What’s going on:
WeWorks financial difficulties have created concerns not only for its investors and landlords but also for the 700,000 WeWork members who use its coworking spaces, according to Fortune. The company is considering options like renegotiating leases, selling assets, and creating an app to serve its customers better, but it also mentioned the very real possibility of bankruptcy.
WeWork’s members, who pay to use the facilities and amenities in its buildings, aren’t awarded the same rights as tenants in the event of bankruptcy. If the coworking company files for bankruptcy, members won’t automatically be pushed out of their office spaces, according to Forbes. However, the company is allowed to kick members out of their buildings if it decides to cancel the leasing agreements it has with landlords. Depending on the agreements, some members could get kicked out without receiving any refund for their membership fees.
Why it matters:
As one of the major providers in the coworking industry, WeWork’s outcome will have implications for the commercial real estate industry and the future of the coworking industry. The news of a bankruptcy could affect investors, landlords, members, and even other businesses that have adopted the coworking model.

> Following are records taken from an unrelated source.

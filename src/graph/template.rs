//! Single-pass template interpolation with caching
//!
//! Templates use `{{name}}` or `{{name.field.0}}` placeholders. Templates are
//! tokenized once and cached; rendering is a single pass over the tokens.

use std::ops::Range;
use std::sync::Arc;

use dashmap::DashMap;
use once_cell::sync::Lazy;
use serde_json::{Map, Value};

use crate::error::GraphError;

/// Token representing a parsed template fragment
#[derive(Debug, Clone, PartialEq)]
pub enum Token {
    /// Literal text (range in the original string)
    Literal(Range<usize>),
    /// Placeholder: binding name plus optional path segments
    Placeholder { name: String, path: Vec<String> },
}

/// Template tokenizer with caching
pub struct TemplateCache {
    cache: DashMap<String, Arc<Vec<Token>>>,
}

impl Default for TemplateCache {
    fn default() -> Self {
        Self::new()
    }
}

impl TemplateCache {
    pub fn new() -> Self {
        Self {
            cache: DashMap::new(),
        }
    }

    /// Parse a template into tokens (cached)
    pub fn tokenize(&self, template: &str) -> Result<Arc<Vec<Token>>, GraphError> {
        if let Some(cached) = self.cache.get(template) {
            return Ok(Arc::clone(&cached));
        }

        let tokens = Arc::new(parse(template)?);
        self.cache
            .insert(template.to_string(), Arc::clone(&tokens));
        Ok(tokens)
    }

    pub fn len(&self) -> usize {
        self.cache.len()
    }

    pub fn is_empty(&self) -> bool {
        self.cache.is_empty()
    }
}

fn parse(template: &str) -> Result<Vec<Token>, GraphError> {
    let mut tokens = Vec::new();
    let mut literal_start = 0;
    let mut cursor = 0;

    while let Some(offset) = template[cursor..].find("{{") {
        let open = cursor + offset;
        let body_start = open + 2;
        let Some(close_offset) = template[body_start..].find("}}") else {
            return Err(GraphError::TemplateError {
                template: template.to_string(),
                reason: format!("unterminated placeholder at position {}", open),
            });
        };
        let close = body_start + close_offset;

        if open > literal_start {
            tokens.push(Token::Literal(literal_start..open));
        }

        let body = template[body_start..close].trim();
        let mut segments = body.split('.');
        let name = segments.next().unwrap_or_default();
        if name.is_empty() || segments.clone().any(str::is_empty) {
            return Err(GraphError::TemplateError {
                template: template.to_string(),
                reason: format!("invalid placeholder '{{{{{}}}}}'", body),
            });
        }
        tokens.push(Token::Placeholder {
            name: name.to_string(),
            path: segments.map(str::to_string).collect(),
        });

        cursor = close + 2;
        literal_start = cursor;
    }

    if literal_start < template.len() {
        tokens.push(Token::Literal(literal_start..template.len()));
    }
    Ok(tokens)
}

/// Global tokenizer cache
pub static TEMPLATE_CACHE: Lazy<TemplateCache> = Lazy::new(TemplateCache::new);

/// Names referenced by a template, in order of first appearance
pub fn placeholders(template: &str) -> Result<Vec<String>, GraphError> {
    let tokens = TEMPLATE_CACHE.tokenize(template)?;
    let mut names: Vec<String> = Vec::new();
    for token in tokens.iter() {
        if let Token::Placeholder { name, .. } = token {
            if !names.iter().any(|n| n == name) {
                names.push(name.clone());
            }
        }
    }
    Ok(names)
}

/// Render a template against resolved values
pub fn render(template: &str, values: &Map<String, Value>) -> Result<String, GraphError> {
    let tokens = TEMPLATE_CACHE.tokenize(template)?;
    let mut out = String::with_capacity(template.len() * 2);

    for token in tokens.iter() {
        match token {
            Token::Literal(range) => out.push_str(&template[range.clone()]),
            Token::Placeholder { name, path } => {
                let root = values
                    .get(name)
                    .ok_or_else(|| GraphError::UnboundPlaceholder {
                        name: name.clone(),
                        template: template.to_string(),
                    })?;
                let value = traverse(root, path).ok_or_else(|| GraphError::TemplateError {
                    template: template.to_string(),
                    reason: format!("path '{}.{}' not found", name, path.join(".")),
                })?;
                match value {
                    Value::String(s) => out.push_str(s),
                    other => out.push_str(&other.to_string()),
                }
            }
        }
    }
    Ok(out)
}

fn traverse<'a>(root: &'a Value, path: &[String]) -> Option<&'a Value> {
    let mut current = root;
    for segment in path {
        current = match segment.parse::<usize>() {
            Ok(index) => current.get(index)?,
            Err(_) => current.get(segment.as_str())?,
        };
    }
    Some(current)
}
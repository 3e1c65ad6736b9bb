// Copyright (c) 2025 Steven Rosenthal smr@dt3.org
// See LICENSE file in root directory for license terms.

use std::sync::Arc;
use std::sync::atomic::{AtomicBool, Ordering};
use std::time::Duration;

use clap::Parser;
use env_logger;
use log::{error, info};

use pi_imu_stream::imu6500::{Mpu6500, MPU6500_ADDR};
use pi_imu_stream::sensor_server::{SensorServer, DEFAULT_PORT};

/// Streams relative MPU-6500/MPU-6050 readings to one TCP client.
#[derive(Parser, Debug)]
#[command(author, version, about, long_about=None)]
struct Args {
    /// I2C bus number.
    #[arg(long, default_value_t = 1)]
    bus: u8,

    /// I2C address of the IMU, decimal or 0x-prefixed hex.
    #[arg(long, value_parser = parse_address, default_value_t = MPU6500_ADDR)]
    address: u16,

    /// TCP port to listen on.
    #[arg(long, default_value_t = DEFAULT_PORT)]
    port: u16,

    /// Time between samples, seconds.
    #[arg(long, value_parser = parse_duration, default_value = "0.5")]
    interval: Duration,
}

// Seconds as a float. Negative, NaN and overflowing values are rejected.
fn parse_duration(arg: &str) -> Result<Duration, String> {
    let seconds: f64 = arg.parse()
        .map_err(|e| format!("{:?} is not a number: {}", arg, e))?;
    Duration::try_from_secs_f64(seconds)
        .map_err(|e| format!("{:?} is not a valid duration: {}", arg, e))
}

fn parse_address(arg: &str) -> Result<u16, std::num::ParseIntError> {
    match arg.strip_prefix("0x") {
        Some(hex) => u16::from_str_radix(hex, 16),
        None => arg.parse(),
    }
}

fn main() {
    env_logger::Builder::from_env(
        env_logger::Env::default().default_filter_or("info")).init();
    let args = Args::parse();

    let got_signal = Arc::new(AtomicBool::new(false));
    let got_signal2 = got_signal.clone();
    // Give the stream loop one sample interval to notice before forcing exit.
    let grace = args.interval + Duration::from_secs(1);
    ctrlc::set_handler(move || {
        info!("Got control-c");
        got_signal2.store(true, Ordering::Relaxed);
        std::thread::sleep(grace);
        info!("Exiting");
        std::process::exit(-1);
    }).unwrap();

    let mpu = match Mpu6500::open(args.bus, args.address) {
        Ok(mpu) => mpu,
        Err(e) => {
            error!("Could not open IMU: {:?}", e);
            std::process::exit(1);
        }
    };
    let mut server = match SensorServer::bind(
        ("0.0.0.0", args.port), args.interval, got_signal)
    {
        Ok(server) => server,
        Err(e) => {
            error!("Could not start server: {:?}", e);
            std::process::exit(1);
        }
    };
    if let Err(e) = server.serve(mpu) {
        error!("Stream ended: {:?}", e);
        std::process::exit(1);
    }
    info!("Server closed");
}

#[cfg(test)]
mod tests {
    use super::*;

    #[test]
    fn test_parse_duration() {
        assert_eq!(parse_duration("0.5").unwrap(), Duration::from_millis(500));
        assert_eq!(parse_duration("0").unwrap(), Duration::ZERO);
        assert!(parse_duration("-0.5").is_err());
        assert!(parse_duration("NaN").is_err());
        assert!(parse_duration("inf").is_err());
        assert!(parse_duration("fast").is_err());
    }

    #[test]
    fn test_parse_address() {
        assert_eq!(parse_address("0x68").unwrap(), 0x68);
        assert_eq!(parse_address("104").unwrap(), 0x68);
        assert!(parse_address("0xZZ").is_err());
    }
}
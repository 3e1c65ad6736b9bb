// Copyright (c) 2025 Steven Rosenthal smr@dt3.org
// See LICENSE file in root directory for license terms.

use canonical_error::{CanonicalError, internal_error,
                      invalid_argument_error, unavailable_error};
use rppal::i2c::I2c;

/// Byte-addressed register access to one device on an I2C bus. The device
/// address is bound when the bus is opened.
pub trait RegisterBus {
    fn read_byte(&mut self, register: u8) -> Result<u8, CanonicalError>;
    fn write_byte(&mut self, register: u8, value: u8)
                  -> Result<(), CanonicalError>;
}

/// RegisterBus on a Raspberry Pi I2C peripheral, using SMBus byte transfers.
pub struct I2cRegisterBus {
    i2c: I2c,
}

impl I2cRegisterBus {
    pub fn new(bus: u8, device_address: u16) -> Result<Self, CanonicalError> {
        let mut i2c = I2c::with_bus(bus)
            .map_err(|e| unavailable_error(
                &format!("Failed to initialize I2C bus {}: {:?}", bus, e)))?;
        i2c.set_slave_address(device_address)
            .map_err(|e| invalid_argument_error(
                &format!("Failed to set I2C slave address 0x{:02X}: {:?}",
                         device_address, e)))?;
        Ok(I2cRegisterBus { i2c })
    }
}

impl RegisterBus for I2cRegisterBus {
    fn read_byte(&mut self, register: u8) -> Result<u8, CanonicalError> {
        self.i2c.smbus_read_byte(register)
            .map_err(|e| internal_error(
                &format!("Failed to read register 0x{:02X}: {:?}", register, e)))
    }

    fn write_byte(&mut self, register: u8, value: u8)
                  -> Result<(), CanonicalError> {
        self.i2c.smbus_write_byte(register, value)
            .map_err(|e| internal_error(
                &format!("Failed to write register 0x{:02X}: {:?}", register, e)))
    }
}

#[cfg(test)]
pub mod fake {
    use std::collections::VecDeque;

    use canonical_error::{CanonicalError, internal_error};

    use super::RegisterBus;

    /// In-memory register file. Queued frames are applied when
    /// `frame_register` is read, so a driver that reads that register first
    /// sees one frame per sample.
    pub struct FakeRegisterBus {
        pub registers: [u8; 256],
        pub writes: Vec<(u8, u8)>,
        frames: VecDeque<Vec<(u8, u8)>>,
        frame_register: u8,
        // Reads left before every access fails; None for never.
        reads_until_failure: Option<usize>,
    }

    impl FakeRegisterBus {
        pub fn new(frame_register: u8) -> Self {
            FakeRegisterBus {
                registers: [0; 256],
                writes: Vec::new(),
                frames: VecDeque::new(),
                frame_register,
                reads_until_failure: None,
            }
        }

        pub fn set_word(&mut self, register: u8, value: i16) {
            let [high, low] = value.to_be_bytes();
            self.registers[register as usize] = high;
            self.registers[register as usize + 1] = low;
        }

        pub fn push_frame(&mut self, words: &[(u8, i16)]) {
            let mut frame = Vec::new();
            for &(register, value) in words {
                let [high, low] = value.to_be_bytes();
                frame.push((register, high));
                frame.push((register + 1, low));
            }
            self.frames.push_back(frame);
        }

        pub fn fail_after_reads(&mut self, reads: usize) {
            self.reads_until_failure = Some(reads);
        }
    }

    impl RegisterBus for FakeRegisterBus {
        fn read_byte(&mut self, register: u8) -> Result<u8, CanonicalError> {
            match self.reads_until_failure {
                Some(0) => return Err(internal_error("bus fault")),
                Some(n) => self.reads_until_failure = Some(n - 1),
                None => {}
            }
            if register == self.frame_register {
                if let Some(frame) = self.frames.pop_front() {
                    for (r, v) in frame {
                        self.registers[r as usize] = v;
                    }
                }
            }
            Ok(self.registers[register as usize])
        }

        fn write_byte(&mut self, register: u8, value: u8)
                      -> Result<(), CanonicalError> {
            self.writes.push((register, value));
            self.registers[register as usize] = value;
            Ok(())
        }
    }
}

WeWork’s financial predicament raises questions about the viability and stability of the business model that it used. In a post-pandemic economy, where remote and hybrid work arrangements are becoming more common, experts believe WeWork does not reflect the overall health of the coworking industry. IWG, one of WeWork’s major competitors, recorded a significant 48% profit increase so far in 2023. Other companies are expanding into suburban properties and even international airports to cater to workforce trends.
How it’ll impact the future:
If WeWork defaults or files for bankruptcy, it could have ripple effects across the coworking industry and commercial real estate markets across the U.S. Landlords may become more hesitant to offer short-term leases or coworking spaces, a trend that has the potential to impact small businesses and independent professionals who rely on flexible work arrangements. In the worst-case scenario, WeWork members might consider alternative workspaces and different lease arrangements.
In markets where WeWork has a significant presence, such as New York City, the impact on commercial real estate could be more pronounced, potentially leading to a decrease in demand for office spaces which in turn could negatively impact property values. As the coworking industry navigates these challenges, it will be important to watch how the market responds and adapts to shifting workforce trends and economic conditions.